77% of procurement and finance professionals expect a recession within two years. 30% said they are mostly or completely unprepared for one if it occurs.
Technology advances have hydrogen fuel cell vehicles aggressively competing against battery electric vehicles.
Kristin Dziczek of the Center for Automotive Research outlines the process of negotiations between the UAW and FCA, Ford, and GM.
Volvo is recalling 507,000 vehicles worldwide over a faulty engine component that could cause a fire. The automaker says that an internal investigation revealed that "...in very rare cases the plastic engine intake manifold may melt and deform".
A new class-action lawsuit filed against Ford alleges that the automaker falsified advertised fuel economy numbers for its 2018-2019 F-150 trucks. Steve Berman, the managing partner of the law firm that filed the suit, says that "F-150 owners are paying more than $2,000 more for fuel" over the vehicle's lifetime.
MERGERS, VENTURES, ACQUISITIONS
Toyota is partnering with Chinese automaker BYD to develop Evs in China. The vehicles will be sedans and low-floor SUVs and will sell under the Toyota brand name starting in 2020.
BMW has signed an agreement with China's Tencent to build an IT platform for developing Level 3 and Level 4 automated driving technologies. The platform is expected to be ready to use by the end of the year.

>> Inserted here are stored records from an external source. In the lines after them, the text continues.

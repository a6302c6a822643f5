//! Geofencing engine.
//!
//! Keeps an in-memory registry of active zones keyed by (driver, delivery)
//! and recomputes zone membership on every tracked location ping. The
//! registry is shared mutable state across requests; DashMap gives per-key
//! locking, and same-key registrations are idempotent overwrites (last write
//! wins).

use chrono::{DateTime, Duration, Utc};
use dashmap::DashMap;
use tracing::warn;

use crate::geo::{haversine_km, Coordinates};
use crate::models::geo_point::GeoPoint;
use crate::models::geofence::{
    GeofenceAlert, GeofenceStatus, GeofenceZone, SetupGeofenceRequest,
};

/// Default registration lifetime. Zones are also cleared explicitly when a
/// delivery completes; the TTL is the backstop against abandoned
/// registrations leaking.
pub const DEFAULT_ZONE_TTL_HOURS: i64 = 24;

/// In-memory store of active geofence zones.
///
/// One zone per (driver, delivery) pair. Expired entries are dropped lazily
/// on read.
#[derive(Debug, Default)]
pub struct GeofenceRegistry {
    zones: DashMap<(i64, i64), GeofenceZone>,
    ttl: Option<Duration>,
}

impl GeofenceRegistry {
    pub fn new() -> Self {
        Self {
            zones: DashMap::new(),
            ttl: Some(Duration::hours(DEFAULT_ZONE_TTL_HOURS)),
        }
    }

    /// Registry with a custom TTL; `None` disables expiry.
    pub fn with_ttl(ttl: Option<Duration>) -> Self {
        Self {
            zones: DashMap::new(),
            ttl,
        }
    }

    /// Registers or overwrites the zone for a (driver, delivery) pair.
    pub fn register(&self, request: &SetupGeofenceRequest, now: DateTime<Utc>) -> GeofenceZone {
        let expires_at = match self.ttl {
            Some(ttl) => now + ttl,
            None => DateTime::<Utc>::MAX_UTC,
        };
        let zone = GeofenceZone {
            driver_id: request.driver_id,
            delivery_id: request.delivery_id,
            center: Coordinates::new(request.center_lat, request.center_long),
            radius_km: request.radius_km,
            alerts_enabled: request.enable_alerts,
            registered_at: now,
            expires_at,
        };
        self.zones
            .insert((request.driver_id, request.delivery_id), zone.clone());
        zone
    }

    /// Active zone for a pair, dropping it if expired.
    pub fn get(&self, driver_id: i64, delivery_id: i64, now: DateTime<Utc>) -> Option<GeofenceZone> {
        let key = (driver_id, delivery_id);
        let expired = match self.zones.get(&key) {
            Some(entry) => entry.is_expired(now),
            None => return None,
        };
        if expired {
            self.zones.remove(&key);
            return None;
        }
        self.zones.get(&key).map(|entry| entry.value().clone())
    }

    /// Removes the registration for a pair (delivery completed or tracking
    /// stopped). Returns true if a zone was present.
    pub fn clear(&self, driver_id: i64, delivery_id: i64) -> bool {
        self.zones.remove(&(driver_id, delivery_id)).is_some()
    }

    /// Number of live (possibly expired-but-unreaped) registrations.
    pub fn len(&self) -> usize {
        self.zones.len()
    }

    pub fn is_empty(&self) -> bool {
        self.zones.is_empty()
    }
}

/// Zone membership for a position against a zone: inside when the distance
/// to center does not exceed the radius.
///
/// Purely a function of the current snapshot; no memory of prior status.
pub fn determine_status(position: Coordinates, zone: &GeofenceZone) -> GeofenceStatus {
    let distance = haversine_km(position, zone.center);
    if distance >= 0.0 && distance <= zone.radius_km {
        GeofenceStatus::InsideZone
    } else {
        GeofenceStatus::OutsideZone
    }
}

/// Evaluates the registered zone (if any, with alerts enabled) against a new
/// location ping. Returns the alert for breach statuses so the caller can
/// publish it; in-zone pings evaluate silently.
pub fn evaluate_ping(
    registry: &GeofenceRegistry,
    point: &GeoPoint,
    now: DateTime<Utc>,
) -> Option<GeofenceAlert> {
    let delivery_id = point.delivery_id?;
    let zone = registry.get(point.driver_id, delivery_id, now)?;
    if !zone.alerts_enabled {
        return None;
    }

    let status = determine_status(point.coordinates(), &zone);
    if !status.is_breach() {
        return None;
    }

    warn!(
        driver_id = point.driver_id,
        delivery_id,
        status = %status,
        "Driver has left geofence zone"
    );

    Some(build_alert(&zone, status, Some(point), now))
}

/// Current alert view for a pair: recomputes status against the latest known
/// point. Zero or one record; no persisted alert history.
pub fn current_alerts(
    registry: &GeofenceRegistry,
    driver_id: i64,
    delivery_id: i64,
    latest_point: Option<&GeoPoint>,
    now: DateTime<Utc>,
) -> Vec<GeofenceAlert> {
    let Some(zone) = registry.get(driver_id, delivery_id, now) else {
        return Vec::new();
    };
    let Some(point) = latest_point else {
        return Vec::new();
    };

    let status = determine_status(point.coordinates(), &zone);
    vec![build_alert(&zone, status, Some(point), point.timestamp)]
}

/// Confirmation record for a fresh registration. Initial status is
/// INSIDE_ZONE by convention; no position recheck happens at setup time.
pub fn registration_alert(zone: &GeofenceZone, now: DateTime<Utc>) -> GeofenceAlert {
    GeofenceAlert {
        alert_id: now.timestamp_millis(),
        driver_id: zone.driver_id,
        delivery_id: zone.delivery_id,
        status: GeofenceStatus::InsideZone,
        driver_lat: None,
        driver_long: None,
        zone_center_lat: zone.center.lat,
        zone_center_long: zone.center.long,
        zone_radius_km: zone.radius_km,
        distance_from_center_km: None,
        timestamp: now,
        alert_message: "Geofencing alert activated".to_string(),
        is_active: true,
    }
}

fn build_alert(
    zone: &GeofenceZone,
    status: GeofenceStatus,
    point: Option<&GeoPoint>,
    timestamp: DateTime<Utc>,
) -> GeofenceAlert {
    let distance = point.map(|p| haversine_km(p.coordinates(), zone.center));
    GeofenceAlert {
        alert_id: timestamp.timestamp_millis(),
        driver_id: zone.driver_id,
        delivery_id: zone.delivery_id,
        status,
        driver_lat: point.map(|p| p.lat),
        driver_long: point.map(|p| p.long),
        zone_center_lat: zone.center.lat,
        zone_center_long: zone.center.long,
        zone_radius_km: zone.radius_km,
        distance_from_center_km: distance,
        timestamp,
        alert_message: status.alert_message().to_string(),
        is_active: true,
    }
}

Germany's RIBE and Chicago's Maclean-Fogg have entered a joint venture. Aluform USA will produce aluminum fasteners in Chesterfield, Michigan.
Toyota is investing $600m into Chinese ride-sharing company Didi Chuxing. They are also forming a new joint venture for developing connected and electric vehicle technologies in China.
Chinese automaker BAIC has purchased a 5% stake in Daimler. Daimler has welcomed the investment and said it would "...strengthen the cooperation between BAIC and Daimler".
Ford is investing $50m to add a new production line and 450 new full-time jobs at a facility near its Torrence Ave assembly plant in Chicago, Illinois. The new line will build a hybrid version of the Ford Explorer and Lincoln Aviator.
Italy's 2A will expand its Auburn, Alabama plant. 2A die-casts aluminum components.
BMW is planning to double its battery production in the US by adding a new assembly line at its plant in Spartanburg, South Carolina. The automaker will invest $10m and add 120 jobs for the new production line.
Japanese transmission maker AW Texas Inc. is investing $400m into a new plant in Cibolo, Texas. The 500,000sf facility will employ around 900 workers.
LG Chem is investing $424m into a new factory in South Korea for producing cathode material for lithium-ion batteries. The plant is expected to start production in late 2022.
In a rebuttal to President Trump's emissions rollback plans, Ford, Volkswagen, Honda, and BMW have signed a deal with the state of California to increase fuel economy and reduce emissions of their new vehicle fleets through 2026.
SupplyChain247 covers the coming technology changes in automotive materials handling.